Exercise: Please copy each line of the records below that holds the word "which".

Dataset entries
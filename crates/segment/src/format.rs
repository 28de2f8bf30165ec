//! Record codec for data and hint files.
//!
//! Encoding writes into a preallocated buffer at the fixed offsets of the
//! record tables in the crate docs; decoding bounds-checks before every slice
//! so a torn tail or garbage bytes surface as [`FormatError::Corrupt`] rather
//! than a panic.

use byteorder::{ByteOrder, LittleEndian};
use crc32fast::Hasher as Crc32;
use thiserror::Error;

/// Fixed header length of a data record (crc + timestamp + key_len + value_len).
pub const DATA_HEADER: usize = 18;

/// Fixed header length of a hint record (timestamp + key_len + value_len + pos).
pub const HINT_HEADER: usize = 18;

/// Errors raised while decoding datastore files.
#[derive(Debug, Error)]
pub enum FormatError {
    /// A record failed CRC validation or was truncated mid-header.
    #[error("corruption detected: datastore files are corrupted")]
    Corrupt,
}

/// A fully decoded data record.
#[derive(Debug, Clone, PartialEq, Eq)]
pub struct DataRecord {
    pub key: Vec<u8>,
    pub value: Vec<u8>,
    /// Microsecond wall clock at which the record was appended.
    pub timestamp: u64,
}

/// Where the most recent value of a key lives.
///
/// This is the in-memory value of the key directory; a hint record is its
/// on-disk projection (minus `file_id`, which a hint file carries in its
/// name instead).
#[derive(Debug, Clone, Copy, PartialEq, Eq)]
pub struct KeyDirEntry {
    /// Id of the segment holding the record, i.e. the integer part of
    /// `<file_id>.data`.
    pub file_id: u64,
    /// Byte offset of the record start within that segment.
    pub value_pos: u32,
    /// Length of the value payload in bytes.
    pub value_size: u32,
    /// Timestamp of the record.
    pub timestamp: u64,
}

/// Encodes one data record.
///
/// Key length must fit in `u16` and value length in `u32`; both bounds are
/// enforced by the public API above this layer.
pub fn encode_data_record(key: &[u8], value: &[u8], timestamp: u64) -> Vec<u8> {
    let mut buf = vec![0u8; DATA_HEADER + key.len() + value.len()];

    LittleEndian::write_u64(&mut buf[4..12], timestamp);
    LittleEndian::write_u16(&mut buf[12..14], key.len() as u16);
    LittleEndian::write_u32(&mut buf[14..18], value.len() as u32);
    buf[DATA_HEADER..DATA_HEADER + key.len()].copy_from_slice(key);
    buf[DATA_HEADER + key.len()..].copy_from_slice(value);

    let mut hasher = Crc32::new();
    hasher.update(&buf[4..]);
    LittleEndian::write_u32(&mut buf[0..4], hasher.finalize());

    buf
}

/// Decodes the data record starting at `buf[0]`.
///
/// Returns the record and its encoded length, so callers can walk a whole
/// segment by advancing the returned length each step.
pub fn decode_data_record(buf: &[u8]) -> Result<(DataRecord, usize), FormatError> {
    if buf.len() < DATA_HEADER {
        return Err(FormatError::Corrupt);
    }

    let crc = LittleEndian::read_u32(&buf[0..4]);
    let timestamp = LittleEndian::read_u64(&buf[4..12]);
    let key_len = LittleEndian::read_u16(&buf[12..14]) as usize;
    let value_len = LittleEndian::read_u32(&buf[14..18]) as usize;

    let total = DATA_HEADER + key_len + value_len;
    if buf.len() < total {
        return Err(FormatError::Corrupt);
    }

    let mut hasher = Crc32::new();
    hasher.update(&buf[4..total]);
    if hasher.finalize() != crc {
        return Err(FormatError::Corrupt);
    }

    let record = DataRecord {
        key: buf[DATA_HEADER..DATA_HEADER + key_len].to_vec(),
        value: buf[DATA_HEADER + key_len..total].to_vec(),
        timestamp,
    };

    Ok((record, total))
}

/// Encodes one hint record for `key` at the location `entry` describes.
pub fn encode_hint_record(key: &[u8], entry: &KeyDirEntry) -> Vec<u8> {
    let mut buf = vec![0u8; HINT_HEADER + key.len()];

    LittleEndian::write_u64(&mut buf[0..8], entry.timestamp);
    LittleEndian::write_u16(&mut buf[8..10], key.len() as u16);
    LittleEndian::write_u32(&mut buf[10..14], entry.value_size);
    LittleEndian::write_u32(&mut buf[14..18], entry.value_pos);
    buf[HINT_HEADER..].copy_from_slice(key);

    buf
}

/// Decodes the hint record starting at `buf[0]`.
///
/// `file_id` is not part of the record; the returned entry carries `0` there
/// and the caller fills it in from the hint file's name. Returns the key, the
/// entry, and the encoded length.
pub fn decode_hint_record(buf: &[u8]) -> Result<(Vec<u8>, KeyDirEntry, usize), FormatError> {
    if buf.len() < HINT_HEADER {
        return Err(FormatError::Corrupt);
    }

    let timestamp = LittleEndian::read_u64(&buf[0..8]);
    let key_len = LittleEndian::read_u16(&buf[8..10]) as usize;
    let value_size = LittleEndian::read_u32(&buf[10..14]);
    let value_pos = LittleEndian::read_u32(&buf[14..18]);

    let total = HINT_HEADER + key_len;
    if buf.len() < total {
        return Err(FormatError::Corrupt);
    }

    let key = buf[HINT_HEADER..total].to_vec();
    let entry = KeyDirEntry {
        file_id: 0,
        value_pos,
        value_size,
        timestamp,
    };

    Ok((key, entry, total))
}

Solution to the problem:
    /// Microsecond wall clock at which the record was appended.
/// on-disk projection (minus `file_id`, which a hint file carries in its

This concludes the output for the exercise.